You need to have deep conviction, a good story, and hopefully some amount of data about why the new thing is better than the old thing. In Lytro’s case, we decided to go to the part of the market we went to because we researched a ton. We talked to everyone we could — scientific microscope companies, medical imaging, film and television, all the different markets for imaging.
And when we got to Hollywood, we found that the most creative people in industry would not only complete our sentences about what they would do if they had a camera with the capabilities we could bring, but they would also come up with 5, 10, 15 new ideas that they thought would be really game changing if applied to their craft. So that was the first kernel that told us — hey, maybe there's something here that we should be doing after.
Do you find that every time you have been involved in a pivot, the writing's been on the wall for much longer? Is it often that you’re like, “I regret not doing that a year earlier”?

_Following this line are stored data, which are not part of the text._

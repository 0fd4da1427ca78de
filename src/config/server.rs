//! # Server Configuration
//!
//! Settings for the metrics/probe HTTP server.

use super::env_var_or_default;
use crate::constants::{
    DEFAULT_METRICS_PORT, DEFAULT_SERVER_POLL_INTERVAL_MS, DEFAULT_SERVER_STARTUP_TIMEOUT_SECS,
};
use std::time::Duration;

/// Metrics and probe server settings
#[derive(Debug, Clone, PartialEq, Eq)]
pub struct ServerConfig {
    /// Port serving `/metrics`, `/healthz` and `/readyz` (`METRICS_PORT`)
    pub metrics_port: u16,
    /// Give up on startup if the server is not ready after this many seconds
    pub startup_timeout_secs: u64,
    /// Readiness poll interval during startup (milliseconds)
    pub poll_interval_ms: u64,
}

impl Default for ServerConfig {
    fn default() -> Self {
        Self {
            metrics_port: DEFAULT_METRICS_PORT,
            startup_timeout_secs: DEFAULT_SERVER_STARTUP_TIMEOUT_SECS,
            poll_interval_ms: DEFAULT_SERVER_POLL_INTERVAL_MS,
        }
    }
}

impl ServerConfig {
    pub fn from_env() -> Self {
        let defaults = Self::default();
        Self {
            metrics_port: env_var_or_default("METRICS_PORT", defaults.metrics_port),
            startup_timeout_secs: env_var_or_default(
                "SERVER_STARTUP_TIMEOUT_SECS",
                defaults.startup_timeout_secs,
            ),
            poll_interval_ms: env_var_or_default(
                "SERVER_POLL_INTERVAL_MS",
                defaults.poll_interval_ms,
            ),
        }
    }

    pub fn startup_timeout(&self) -> Duration {
        Duration::from_secs(self.startup_timeout_secs)
    }

    pub fn poll_interval(&self) -> Duration {
        Duration::from_millis(self.poll_interval_ms)
    }
}

#[cfg(test)]
mod tests {
    use super::*;

    #[test]
    fn test_durations_follow_fields() {
        let config = ServerConfig {
            metrics_port: 9090,
            startup_timeout_secs: 7,
            poll_interval_ms: 250,
        };
        assert_eq!(config.startup_timeout(), Duration::from_secs(7));
        assert_eq!(config.poll_interval(), Duration::from_millis(250));
    }

    #[test]
    fn test_defaults() {
        let config = ServerConfig::default();
        assert_eq!(config.metrics_port, DEFAULT_METRICS_PORT);
        assert_eq!(config.startup_timeout_secs, DEFAULT_SERVER_STARTUP_TIMEOUT_SECS);
    }
}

Absolutely. Andy Grove, the Intel CEO who executed arguably the biggest and best pivot of all time, going from memory chip to microprocessors, said that you can’t fake momentum. I didn’t understand this at the time, but when you’re leading a company, deep, deep in your heart, you know if the thing you’re doing is working. You can tell yourself stories like — it’ll be great if we just have these features, or more capital, or spend more on marketing. But most of the time that isn’t true.
But there are plenty of stories where it took two, three years to get there. Figma, Airtable, you know. I think that’s something that can be confusing. There’s the one story, where you shouldn’t give up on your work and you should persevere. But the other is that you should have given up.
What do you think is a good try before you consider a pivot?
Look, I 1000% agree with you on not giving up. But where I want you to be clear with yourself is what working looks like. You don’t need to have 100K or 500M customers on day one. I’m in crypto these days, and there aren’t even a million active crypto users yet. You want to be able to know that the people using your product are getting real value out of it. They’re enjoying it, they’re coming back from more. You can then ask yourself how many more customers like that there are out there. And then you need to find them.
Or is it that the total size of the market is just smaller? Are people not loving your product?
How do you think about communicating with investors? Like, with Lytro, you guys raised a ton of money, and I think you did a successful raise after the pivot. How do you work with them through this journey?
I think the best thing is to be direct and honest. But also, remember — once an investor writes a check for you, they’re in for the ride. You can always return capital, but most firms are looking for a 1000X upside. I think the best thing you can do is walk your investors through the logic that you went through to pivot and answer all of their questions. And the best investors will have questions that you didn’t get a chance to ask.